**Task to carry out**
In this exercise, every entry below is to be reproduced word for word.

**Entries provided**
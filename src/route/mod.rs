//! Route construction and lifetime management
//!
//! A route ties one producer signal to its derived on-board processors and
//! terminal consumers (stream, log, react). Callers describe the pipeline
//! with a fluent builder callback; the callback only stages requests; every
//! derived descriptor is computed deterministically up front, so the wire
//! shape of the whole pipeline is known before any firmware round trip.
//! The board then drains the staged specs through the provisioning engines
//! in a fixed order (processors → loggers → events) and assembles the
//! immutable [`Route`] handle on success.

pub mod builder;
pub mod registry;
pub mod route;
pub(crate) mod state;

pub use builder::RouteComponent;
pub use registry::RouteRegistry;
pub use route::{Consumer, ConsumerKind, Observer, ObserverId, Route, RouteId, Subscriber, TimerId, TimerTask};
//! Board facade
//!
//! [`Board`] is the single owner of everything a connection needs: the
//! transport, the descriptor arena, the dispatcher, the provisioning engines
//! and the route registry. It is deliberately single-threaded and
//! cooperative: all mutation flows through [`Board::on_notification`] and
//! [`Board::process_timeouts`], with time injected through the [`Clock`]
//! trait so tests control every deadline.
//!
//! Construction requests (routes, observers, timers) queue FIFO and run
//! strictly one at a time; each walks the provisioning phases processors →
//! loggers → events before its promise resolves.

use crate::codec::{self, Layout};
use crate::config::LinkConfig;
use crate::descriptor::{DataDescriptor, DescId, DescriptorArena, Enable, SignalClass};
use crate::dispatch::{Dispatcher, HandlerKey, Inbound};
use crate::error::{LinkError, Result};
use crate::pending::{pending, Completion, Pending};
use crate::protocol::{self, modules, NO_INSTANCE, READ_INFO};
use crate::provision::engine::{CompletedItem, EngineEvent, EngineStep, ProvisionEngine};
use crate::provision::event::{self, CommandRecorder};
use crate::provision::logger;
use crate::provision::processor::{self, ActiveProcessor, ProcessorConfig};
use crate::route::builder::RouteComponent;
use crate::route::registry::RouteRegistry;
use crate::route::route::{
    Consumer, ConsumerKind, Observer, ObserverId, Route, RouteId, Subscriber, TimerId, TimerTask,
};
use crate::route::state::BuildState;
use crate::transport::Transport;
use serde::{Deserialize, Serialize};
use std::collections::{HashMap, VecDeque};
use std::sync::{Arc, Mutex};
use std::time::{Duration, Instant};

**Output below**
filename src/route/mod.rs
//! Route construction and lifetime management
//!
//! A route ties one producer signal to its derived on-board processors and
//! terminal consumers (stream, log, react). Callers describe the pipeline
//! with a fluent builder callback; the callback only stages requests; every
//! derived descriptor is computed deterministically up front, so the wire
//! shape of the whole pipeline is known before any firmware round trip.
//! The board then drains the staged specs through the provisioning engines
//! in a fixed order (processors → loggers → events) and assembles the
//! immutable [`Route`] handle on success.

pub mod builder;
pub mod registry;
pub mod route;
pub(crate) mod state;

pub use builder::RouteComponent;
pub use registry::RouteRegistry;
pub use route::{Consumer, ConsumerKind, Observer, ObserverId, Route, RouteId, Subscriber, TimerId, TimerTask};
//! Board facade
//!
//! [`Board`] is the single owner of everything a connection needs: the
//! transport, the descriptor arena, the dispatcher, the provisioning engines
//! and the route registry. It is deliberately single-threaded and
//! cooperative: all mutation flows through [`Board::on_notification`] and
//! [`Board::process_timeouts`], with time injected through the [`Clock`]
//! trait so tests control every deadline.
//!
//! Construction requests (routes, observers, timers) queue FIFO and run
//! strictly one at a time; each walks the provisioning phases processors →
//! loggers → events before its promise resolves.

use crate::codec::{self, Layout};
use crate::config::LinkConfig;
use crate::descriptor::{DataDescriptor, DescId, DescriptorArena, Enable, SignalClass};
use crate::dispatch::{Dispatcher, HandlerKey, Inbound};
use crate::error::{LinkError, Result};
use crate::pending::{pending, Completion, Pending};
use crate::protocol::{self, modules, NO_INSTANCE, READ_INFO};
use crate::provision::engine::{CompletedItem, EngineEvent, EngineStep, ProvisionEngine};
use crate::provision::event::{self, CommandRecorder};
use crate::provision::logger;
use crate::provision::processor::{self, ActiveProcessor, ProcessorConfig};
use crate::route::builder::RouteComponent;
use crate::route::registry::RouteRegistry;
use crate::route::route::{
    Consumer, ConsumerKind, Observer, ObserverId, Route, RouteId, Subscriber, TimerId, TimerTask,
};
use crate::route::state::BuildState;
use crate::transport::Transport;
use serde::{Deserialize, Serialize};
use std::collections::{HashMap, VecDeque};
use std::sync::{Arc, Mutex};
use std::time::{Duration, Instant};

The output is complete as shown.